▶ _How to complete this task_
Each line of the listing below should come back exactly as it is.
[Start of section]
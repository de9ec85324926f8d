use geo::Coord;

/// A candidate point of interest, as read from the external datastore.
///
/// Records are read-only once fetched; the scorer produces annotated
/// [`ScoredPoi`] copies rather than mutating them in place.
///
/// # Examples
/// ```
/// use geo::Coord;
/// use wayfare_core::PointOfInterest;
///
/// let poi = PointOfInterest::new("p1", "Kek Lok Si Temple", Coord { x: 100.27, y: 5.40 })
///     .with_popularity(80.0)
///     .with_categories(["temple", "place_of_worship"]);
/// assert_eq!(poi.id, "p1");
/// assert_eq!(poi.categories.len(), 2);
/// ```
#[derive(Debug, Clone, PartialEq)]
#[cfg_attr(feature = "serde", derive(serde::Serialize, serde::Deserialize))]
pub struct PointOfInterest {
    /// Stable identifier, unique within a planning run.
    pub id: String,
    /// Display name, used for fuzzy matching against user requests.
    pub name: String,
    /// WGS84 position with `x = longitude`, `y = latitude`.
    pub location: Coord<f64>,
    /// Base popularity score; a value of 0 excludes the POI from scoring.
    pub popularity: f32,
    /// Free-form category tags.
    pub categories: Vec<String>,
    /// Aggregate visitor rating, when known.
    pub rating: Option<f32>,
    /// Review count, used as a crowd-validation signal.
    pub review_count: u32,
    /// Reference-recognition count, used as a landmark signal.
    pub sitelink_count: u32,
}

impl PointOfInterest {
    /// Construct a POI with no attributes beyond identity and position.
    pub fn new(id: impl Into<String>, name: impl Into<String>, location: Coord<f64>) -> Self {
        Self {
            id: id.into(),
            name: name.into(),
            location,
            popularity: 0.0,
            categories: Vec::new(),
            rating: None,
            review_count: 0,
            sitelink_count: 0,
        }
    }

    /// Set the base popularity score, consuming `self` for chaining.
    #[must_use]
    pub fn with_popularity(mut self, popularity: f32) -> Self {
        self.popularity = popularity;
        self
    }

    /// Set the category tags, consuming `self` for chaining.
    #[must_use]
    pub fn with_categories<I, S>(mut self, categories: I) -> Self
    where
        I: IntoIterator<Item = S>,
        S: Into<String>,
    {
        self.categories = categories.into_iter().map(Into::into).collect();
        self
    }

    /// Set the quality signals, consuming `self` for chaining.
    #[must_use]
    pub fn with_signals(mut self, rating: Option<f32>, review_count: u32, sitelink_count: u32) -> Self {
        self.rating = rating;
        self.review_count = review_count;
        self.sitelink_count = sitelink_count;
        self
    }
}

/// A POI annotated by the priority scorer.
///
/// `priority_score` is raw and unbounded above; values are only comparable
/// within a single planning run.
#[derive(Debug, Clone, PartialEq)]
#[cfg_attr(feature = "serde", derive(serde::Serialize, serde::Deserialize))]
pub struct ScoredPoi {
    /// The underlying record.
    pub poi: PointOfInterest,
    /// Contextual priority; higher is more desirable.
    pub priority_score: f32,
    /// Whether this POI matched an explicit user request (an "anchor").
    pub is_preferred: bool,
}

impl ScoredPoi {
    /// Annotate a POI with its priority score.
    pub const fn new(poi: PointOfInterest, priority_score: f32, is_preferred: bool) -> Self {
        Self {
            poi,
            priority_score,
            is_preferred,
        }
    }
}

/// One sequenced stop within a [`DayPlan`](crate::DayPlan).
#[derive(Debug, Clone, PartialEq)]
#[cfg_attr(feature = "serde", derive(serde::Serialize, serde::Deserialize))]
pub struct PlannedStop {
    /// The scored POI being visited.
    pub poi: ScoredPoi,
    /// 1-based position within the day.
    pub sequence_no: u32,
    /// Travel distance from the previous stop; 0 for the day's first stop.
    pub distance_from_previous_meters: f64,
}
[End of section]
▶ _Solution to the problem_
repository de9ec85324926f8d
use geo::Coord;

/// A candidate point of interest, as read from the external datastore.
///
/// Records are read-only once fetched; the scorer produces annotated
/// [`ScoredPoi`] copies rather than mutating them in place.
///
/// # Examples
/// ```
/// use geo::Coord;
/// use wayfare_core::PointOfInterest;
///
/// let poi = PointOfInterest::new("p1", "Kek Lok Si Temple", Coord { x: 100.27, y: 5.40 })
///     .with_popularity(80.0)
///     .with_categories(["temple", "place_of_worship"]);
/// assert_eq!(poi.id, "p1");
/// assert_eq!(poi.categories.len(), 2);
/// ```
#[derive(Debug, Clone, PartialEq)]
#[cfg_attr(feature = "serde", derive(serde::Serialize, serde::Deserialize))]
pub struct PointOfInterest {
    /// Stable identifier, unique within a planning run.
    pub id: String,
    /// Display name, used for fuzzy matching against user requests.
    pub name: String,
    /// WGS84 position with `x = longitude`, `y = latitude`.
    pub location: Coord<f64>,
    /// Base popularity score; a value of 0 excludes the POI from scoring.
    pub popularity: f32,
    /// Free-form category tags.
    pub categories: Vec<String>,
    /// Aggregate visitor rating, when known.
    pub rating: Option<f32>,
    /// Review count, used as a crowd-validation signal.
    pub review_count: u32,
    /// Reference-recognition count, used as a landmark signal.
    pub sitelink_count: u32,
}

impl PointOfInterest {
    /// Construct a POI with no attributes beyond identity and position.
    pub fn new(id: impl Into<String>, name: impl Into<String>, location: Coord<f64>) -> Self {
        Self {
            id: id.into(),
            name: name.into(),
            location,
            popularity: 0.0,
            categories: Vec::new(),
            rating: None,
            review_count: 0,
            sitelink_count: 0,
        }
    }

    /// Set the base popularity score, consuming `self` for chaining.
    #[must_use]
    pub fn with_popularity(mut self, popularity: f32) -> Self {
        self.popularity = popularity;
        self
    }

    /// Set the category tags, consuming `self` for chaining.
    #[must_use]
    pub fn with_categories<I, S>(mut self, categories: I) -> Self
    where
        I: IntoIterator<Item = S>,
        S: Into<String>,
    {
        self.categories = categories.into_iter().map(Into::into).collect();
        self
    }

    /// Set the quality signals, consuming `self` for chaining.
    #[must_use]
    pub fn with_signals(mut self, rating: Option<f32>, review_count: u32, sitelink_count: u32) -> Self {
        self.rating = rating;
        self.review_count = review_count;
        self.sitelink_count = sitelink_count;
        self
    }
}

/// A POI annotated by the priority scorer.
///
/// `priority_score` is raw and unbounded above; values are only comparable
/// within a single planning run.
#[derive(Debug, Clone, PartialEq)]
#[cfg_attr(feature = "serde", derive(serde::Serialize, serde::Deserialize))]
pub struct ScoredPoi {
    /// The underlying record.
    pub poi: PointOfInterest,
    /// Contextual priority; higher is more desirable.
    pub priority_score: f32,
    /// Whether this POI matched an explicit user request (an "anchor").
    pub is_preferred: bool,
}

impl ScoredPoi {
    /// Annotate a POI with its priority score.
    pub const fn new(poi: PointOfInterest, priority_score: f32, is_preferred: bool) -> Self {
        Self {
            poi,
            priority_score,
            is_preferred,
        }
    }
}

/// One sequenced stop within a [`DayPlan`](crate::DayPlan).
#[derive(Debug, Clone, PartialEq)]
#[cfg_attr(feature = "serde", derive(serde::Serialize, serde::Deserialize))]
pub struct PlannedStop {
    /// The scored POI being visited.
    pub poi: ScoredPoi,
    /// 1-based position within the day.
    pub sequence_no: u32,
    /// Travel distance from the previous stop; 0 for the day's first stop.
    pub distance_from_previous_meters: f64,
}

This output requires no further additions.